Myopathies are chronic degenerative diseases that induce the deterioration of the structure and function of skeletal muscle characterized by progressive strength loss, muscle fatigue, pain, or tenderness, cramps, stiffness, and tightness. So far, curative therapies are not available and the goals of treatment are now finalized to delay the onset of the disease and to relieve symptoms. Therefore, myopathic patients are submitted to interventions, such as rehabilitation, ventilatory assistance, and nutritional approach, which have the main purposes of improving the quality of life and slowing the progression of the disease. In particular an adequate diet, which has sufficient caloric content and balanced nutritional composition, and specific nutritional supplements can help myopathic patients.
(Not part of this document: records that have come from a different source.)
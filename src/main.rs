//! oprelay CLI entrypoint

use anyhow::Result;
use clap::Parser;
use tracing_subscriber::{layer::SubscriberExt, util::SubscriberInitExt, EnvFilter};

use oprelay::cli::Cli;
use oprelay::config::RelayConfig;

// Operations run cooperatively on one thread so chained calls always
// precede the runs they spawn.
#[tokio::main(flavor = "current_thread")]
async fn main() -> Result<()> {
    let config = RelayConfig::load()?;

    // Initialize tracing; stdout is reserved for payloads
    tracing_subscriber::registry()
        .with(
            EnvFilter::try_from_default_env()
                .or_else(|_| EnvFilter::try_new(&config.log_level))
                .unwrap_or_else(|_| EnvFilter::new("info")),
        )
        .with(
            tracing_subscriber::fmt::layer()
                .with_target(false)
                .with_writer(std::io::stderr),
        )
        .init();

    // Parse and execute CLI
    let cli = Cli::parse();
    cli.execute(config).await
}
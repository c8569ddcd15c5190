//! Relay Handle Integration Tests
//!
//! Tests for chained calls, leaf delegation, terminal calls and spawning
//! children from inside an executing operation.

use std::sync::atomic::{AtomicUsize, Ordering};
use std::sync::Arc;

use async_trait::async_trait;
use serde_json::{json, Value};

use oprelay::adapters::FatalHook;
use oprelay::{
    ChildFactory, ChildResults, FactoryMap, OpContext, Operation, Payload, RelayError,
    RelayHandle, RunContext, State,
};

/// Leaf that echoes its `value` argument
struct Item;

#[async_trait]
impl Operation for Item {
    fn type_name(&self) -> &str {
        "item"
    }

    fn is_leaf(&self) -> bool {
        true
    }

    async fn execute(&self, state: &State, _cx: &OpContext) -> anyhow::Result<Payload> {
        Ok(state.get("value").cloned().unwrap_or(Value::Null))
    }
}

/// Non-leaf that lists its children's payloads under its own name
struct Group;

fn group_calls() -> FactoryMap {
    FactoryMap::new()
        .with("item", ChildFactory::spawn(|| Item))
        .with("group", ChildFactory::spawn(|| Group))
        .with("finish", ChildFactory::terminal(|_, _| Ok(())))
}

#[async_trait]
impl Operation for Group {
    fn type_name(&self) -> &str {
        "group"
    }

    fn children(&self) -> FactoryMap {
        group_calls()
    }

    async fn execute(&self, state: &State, _cx: &OpContext) -> anyhow::Result<Payload> {
        Ok(state.get("name").cloned().unwrap_or(json!("group")))
    }

    fn finish(&self, own: Payload, children: ChildResults) -> anyhow::Result<Payload> {
        let items: Vec<Payload> = children.into_iter().map(|c| c.payload).collect();
        Ok(json!({ "name": own, "items": items }))
    }
}

/// Spawns two items from inside execute and waits for the first one
struct Spawner;

#[async_trait]
impl Operation for Spawner {
    fn type_name(&self) -> &str {
        "spawner"
    }

    fn children(&self) -> FactoryMap {
        group_calls()
    }

    async fn execute(&self, _state: &State, cx: &OpContext) -> anyhow::Result<Payload> {
        let first = cx.call("item", value(1))?;
        cx.spawn(Arc::new(Item), value(2))?;

        let seen = first.wait().await?;
        Ok(json!({ "first": seen }))
    }

    fn finish(&self, own: Payload, children: ChildResults) -> anyhow::Result<Payload> {
        let items: Vec<Payload> = children.into_iter().map(|c| c.payload).collect();
        Ok(json!({ "own": own, "items": items }))
    }
}

struct CountingHook(AtomicUsize);

impl FatalHook for CountingHook {
    fn on_fatal(&self, _error: &RelayError) {
        self.0.fetch_add(1, Ordering::SeqCst);
    }
}

fn value(v: i64) -> State {
    let mut state = State::new();
    state.insert("value".into(), json!(v));
    state
}

fn named(name: &str) -> State {
    let mut state = State::new();
    state.insert("name".into(), json!(name));
    state
}

#[tokio::test]
async fn test_calls_on_leaf_go_to_its_parent() {
    let ctx = RunContext::default();
    let root = RelayHandle::root(Group, named("root"), &ctx).unwrap();

    let end = root
        .call("item", value(1))
        .unwrap()
        .call("item", value(2))
        .unwrap()
        .call("item", value(3))
        .unwrap()
        .call("finish", State::new())
        .unwrap();

    assert!(end.is_root());
    assert_eq!(end.id(), root.id());

    let payload = end.done().await.unwrap();
    assert_eq!(payload, json!({ "name": "root", "items": [1, 2, 3] }));
}

#[tokio::test]
async fn test_calls_on_non_leaf_nest() {
    let ctx = RunContext::default();
    let root = RelayHandle::root(Group, named("root"), &ctx).unwrap();

    let inner = root.call("group", named("inner")).unwrap();
    inner.call("item", value(1)).unwrap().call("item", value(2)).unwrap();
    root.call("item", value(3)).unwrap();

    let payload = root.await.unwrap();
    assert_eq!(
        payload,
        json!({
            "name": "root",
            "items": [{ "name": "inner", "items": [1, 2] }, 3]
        })
    );
    assert_eq!(
        inner.wait().await.unwrap(),
        json!({ "name": "inner", "items": [1, 2] })
    );
}

#[tokio::test]
async fn test_done_awaits_root_from_any_handle() {
    let ctx = RunContext::default();
    let root = RelayHandle::root(Group, named("root"), &ctx).unwrap();
    let leaf = root.call("item", value(7)).unwrap();

    // Several handles may wait on the same outcome
    let again = leaf.clone();
    assert_eq!(again.wait().await.unwrap(), json!(7));
    assert_eq!(leaf.wait().await.unwrap(), json!(7));

    let payload = leaf.done().await.unwrap();
    assert_eq!(payload["items"], json!([7]));
}

#[tokio::test]
async fn test_second_root_is_rejected() {
    let ctx = RunContext::default();
    let root = RelayHandle::root(Group, State::new(), &ctx).unwrap();

    let err = RelayHandle::root(Group, State::new(), &ctx).unwrap_err();
    assert!(matches!(err, RelayError::RootExists));
    assert!(root.await.is_ok());
}

#[tokio::test]
async fn test_unknown_call_names_the_delegated_parent() {
    let ctx = RunContext::default();
    let root = RelayHandle::root(Group, State::new(), &ctx).unwrap();
    let leaf = root.call("item", value(1)).unwrap();

    let calls: Vec<&str> = leaf.calls().collect();
    assert_eq!(calls, vec!["finish", "group", "item"]);

    let err = leaf.call("record", State::new()).unwrap_err();
    match err {
        RelayError::UnknownCall { operation, name } => {
            assert_eq!(operation, "group");
            assert_eq!(name, "record");
        }
        other => panic!("unexpected error: {:?}", other),
    }
    assert!(root.await.is_ok());
}

#[tokio::test]
async fn test_children_spawned_during_execute() {
    let ctx = RunContext::default();
    let root = RelayHandle::root(Spawner, State::new(), &ctx).unwrap();

    let payload = root.await.unwrap();
    assert_eq!(
        payload,
        json!({ "own": { "first": 1 }, "items": [1, 2] })
    );
}

#[tokio::test]
async fn test_call_after_settle_is_a_protocol_violation() {
    let hook = Arc::new(CountingHook(AtomicUsize::new(0)));
    let ctx = RunContext::builder().fatal_hook(hook.clone()).build();
    let root = RelayHandle::root(Group, State::new(), &ctx).unwrap();
    let leaf = root.call("item", value(1)).unwrap();

    root.wait().await.unwrap();

    let err = leaf.call("item", value(2)).unwrap_err();
    assert!(matches!(err, RelayError::ProtocolViolation { .. }));
    assert!(err.is_always_fatal());
    assert_eq!(hook.0.load(Ordering::SeqCst), 1);
}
The presented review of the literature suggests that creatine, L-carnitine, and ω3-PUFA supplementation may have the potential to exert beneficial effects in selected myopathies. Nevertheless, to date, experimental evidence of short-term and long-term effects of supplementation in myopathies with heterogeneous physiopathology is missing. Indeed, the evidence of potential harmful effects in short-term settings (ω3 PUFA in animal models of dystrophy and cardiomyopathy and creatine in McArdle disease) and the lack of studies on the potential harmful effects of prolonged supplementations strongly highlight that further rigorous studies are required before these supplementations could be recommended as a treatment in selected muscle diseases.

Conflict of Interests

The authors declare that there is no conflict of interests regarding the publication of this paper.

Acknowledgment

The authors wish to thank the patients and their families for their support and contribution to LUSAMMR’s work.